Nicht zu vergessen ist die intensive logistische Unterstützung der FFS „S“ und später des LTG 62 durch das heutige „Systemzentrums 23“ und seiner Vorgänger-Einheiten. Ab 1958 wurden vom damaligen „Luftwaffenversorgungsregiment 2“ aus Diepholz Werften in Wunstorf untergebracht. Anfangs mit der Instandsetzung von Waffensystemen wie Noratlas und Transall C-160 beauftragt, erweiterte sich das Spektrum des „Systemzentrums 23“ von Luftfahrtelektrik/-elektronik, Flugabwehrraketen (Nike, Hawk und Patriot) bis hin zu Antennenmastanlagen und vielen weiteren Projekten.

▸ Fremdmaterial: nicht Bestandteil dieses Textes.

//! API integration tests.

use axum::{
    body::Body,
    http::{Method, Request, StatusCode, header},
};
use serde_json::{Value, json};
use tower::ServiceExt;

mod common;
use common::{activity_row, message_row, test_app, test_app_without_channel};

async fn body_json(response: axum::response::Response) -> Value {
    let body = axum::body::to_bytes(response.into_body(), 1024 * 1024)
        .await
        .unwrap();
    serde_json::from_slice(&body).unwrap()
}

fn get(uri: &str) -> Request<Body> {
    Request::builder()
        .uri(uri)
        .method(Method::GET)
        .body(Body::empty())
        .unwrap()
}

fn post_json(uri: &str, body: &Value) -> Request<Body> {
    Request::builder()
        .uri(uri)
        .method(Method::POST)
        .header(header::CONTENT_TYPE, "application/json")
        .body(Body::from(serde_json::to_string(body).unwrap()))
        .unwrap()
}

/// Health always reports ok with a parseable timestamp.
#[tokio::test]
async fn test_health_endpoint() {
    let ctx = test_app().await;

    let response = ctx.app.clone().oneshot(get("/api/health")).await.unwrap();
    assert_eq!(response.status(), StatusCode::OK);

    let json = body_json(response).await;
    assert_eq!(json["status"], "ok");
    let ts = json["timestamp"].as_str().unwrap();
    chrono::DateTime::parse_from_rfc3339(ts).expect("timestamp must be RFC 3339");
}

/// Unknown routes fall through to a uniform JSON 404.
#[tokio::test]
async fn test_unknown_route_returns_json_404() {
    let ctx = test_app().await;

    let response = ctx
        .app
        .clone()
        .oneshot(get("/api/calendar/events"))
        .await
        .unwrap();
    assert_eq!(response.status(), StatusCode::NOT_FOUND);

    let json = body_json(response).await;
    assert_eq!(json["error"], "Not found");
}

#[tokio::test]
async fn test_list_chat_newest_first() {
    let ctx = test_app().await;
    ctx.db
        .insert_message(&message_row("m1", "hi", false, "2026-01-01T00:00:01.000Z"))
        .await
        .unwrap();
    ctx.db
        .insert_message(&message_row("m2", "hello", true, "2026-01-01T00:00:02.000Z"))
        .await
        .unwrap();

    let response = ctx
        .app
        .clone()
        .oneshot(get("/api/list?kind=chat"))
        .await
        .unwrap();
    assert_eq!(response.status(), StatusCode::OK);

    let json = body_json(response).await;
    let items = json.as_array().unwrap();
    assert_eq!(items.len(), 2);
    assert_eq!(items[0]["id"], "m2");
    assert_eq!(items[0]["sender"], "agent");
    assert_eq!(items[0]["agent_name"], "Agent");
    assert_eq!(items[1]["id"], "m1");
    assert_eq!(items[1]["sender"], "user");
}

#[tokio::test]
async fn test_list_activity_fields() {
    let ctx = test_app().await;
    ctx.db
        .insert_activity(&activity_row("a1", "task_run", "2026-01-01T00:00:01.000Z"))
        .await
        .unwrap();

    let response = ctx
        .app
        .clone()
        .oneshot(get("/api/list?kind=activity"))
        .await
        .unwrap();
    assert_eq!(response.status(), StatusCode::OK);

    let json = body_json(response).await;
    let items = json.as_array().unwrap();
    assert_eq!(items.len(), 1);
    assert_eq!(items[0]["type"], "task_run");
    assert_eq!(items[0]["status"], "success");
    assert_eq!(items[0]["duration_ms"], 1200);
}

#[tokio::test]
async fn test_list_requires_known_kind() {
    let ctx = test_app().await;

    let response = ctx.app.clone().oneshot(get("/api/list")).await.unwrap();
    assert_eq!(response.status(), StatusCode::BAD_REQUEST);

    let response = ctx
        .app
        .clone()
        .oneshot(get("/api/list?kind=calendar"))
        .await
        .unwrap();
    assert_eq!(response.status(), StatusCode::BAD_REQUEST);
}

/// An unknown channel reads as empty, not as an error.
#[tokio::test]
async fn test_list_unknown_channel_is_empty() {
    let ctx = test_app().await;

    let response = ctx
        .app
        .clone()
        .oneshot(get("/api/list?kind=chat&channel=ghost"))
        .await
        .unwrap();
    assert_eq!(response.status(), StatusCode::OK);

    let json = body_json(response).await;
    assert_eq!(json.as_array().unwrap().len(), 0);
}

#[tokio::test]
async fn test_submit_writes_envelope() {
    let ctx = test_app().await;

    let response = ctx
        .app
        .clone()
        .oneshot(post_json("/api/submit", &json!({"text": "hello agent"})))
        .await
        .unwrap();
    assert_eq!(response.status(), StatusCode::OK);

    let json = body_json(response).await;
    assert_eq!(json["success"], true);

    let input_dir = ctx.queue.path().join("main").join("input");
    let files: Vec<_> = std::fs::read_dir(&input_dir).unwrap().collect();
    assert_eq!(files.len(), 1);

    let body = std::fs::read_to_string(files[0].as_ref().unwrap().path()).unwrap();
    let envelope: Value = serde_json::from_str(&body).unwrap();
    assert_eq!(envelope["type"], "message");
    assert_eq!(envelope["channel"], common::CHANNEL_ID);
    assert_eq!(envelope["text"], "hello agent");
    assert_eq!(envelope["source"], "dashboard");
}

#[tokio::test]
async fn test_submit_rejects_blank_text() {
    let ctx = test_app().await;

    for payload in [json!({"text": ""}), json!({"text": "   "}), json!({})] {
        let response = ctx
            .app
            .clone()
            .oneshot(post_json("/api/submit", &payload))
            .await
            .unwrap();
        assert_eq!(response.status(), StatusCode::BAD_REQUEST);
    }

    // Nothing may reach the queue for a rejected submission.
    assert!(!ctx.queue.path().join("main").exists());
}

#[tokio::test]
async fn test_submit_rejects_malformed_json() {
    let ctx = test_app().await;

    let request = Request::builder()
        .uri("/api/submit")
        .method(Method::POST)
        .header(header::CONTENT_TYPE, "application/json")
        .body(Body::from("{not json"))
        .unwrap();

    let response = ctx.app.clone().oneshot(request).await.unwrap();
    assert_eq!(response.status(), StatusCode::BAD_REQUEST);
}

/// An unregistered channel is a failure response, never a fallback write.
#[tokio::test]
async fn test_submit_unresolved_channel() {
    let ctx = test_app_without_channel().await;

    let response = ctx
        .app
        .clone()
        .oneshot(post_json("/api/submit", &json!({"text": "hello"})))
        .await
        .unwrap();
    assert_eq!(response.status(), StatusCode::OK);

    let json = body_json(response).await;
    assert_eq!(json["success"], false);
    assert!(json["error"].as_str().unwrap().contains("not registered"));

    assert_eq!(std::fs::read_dir(ctx.queue.path()).unwrap().count(), 0);
}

Heute liegt der Schwerpunkt des „Systemzentrums 23“ in der Instandsetzung der Flugabwehr-Waffensysteme. Es trägt aber mit seinen Fähigkeiten und Zertifizierungen auch entscheidend zur Aufrechterhaltung der Einsatzbereitschaft sämtlicher fliegender Systeme der Luftwaffe bei.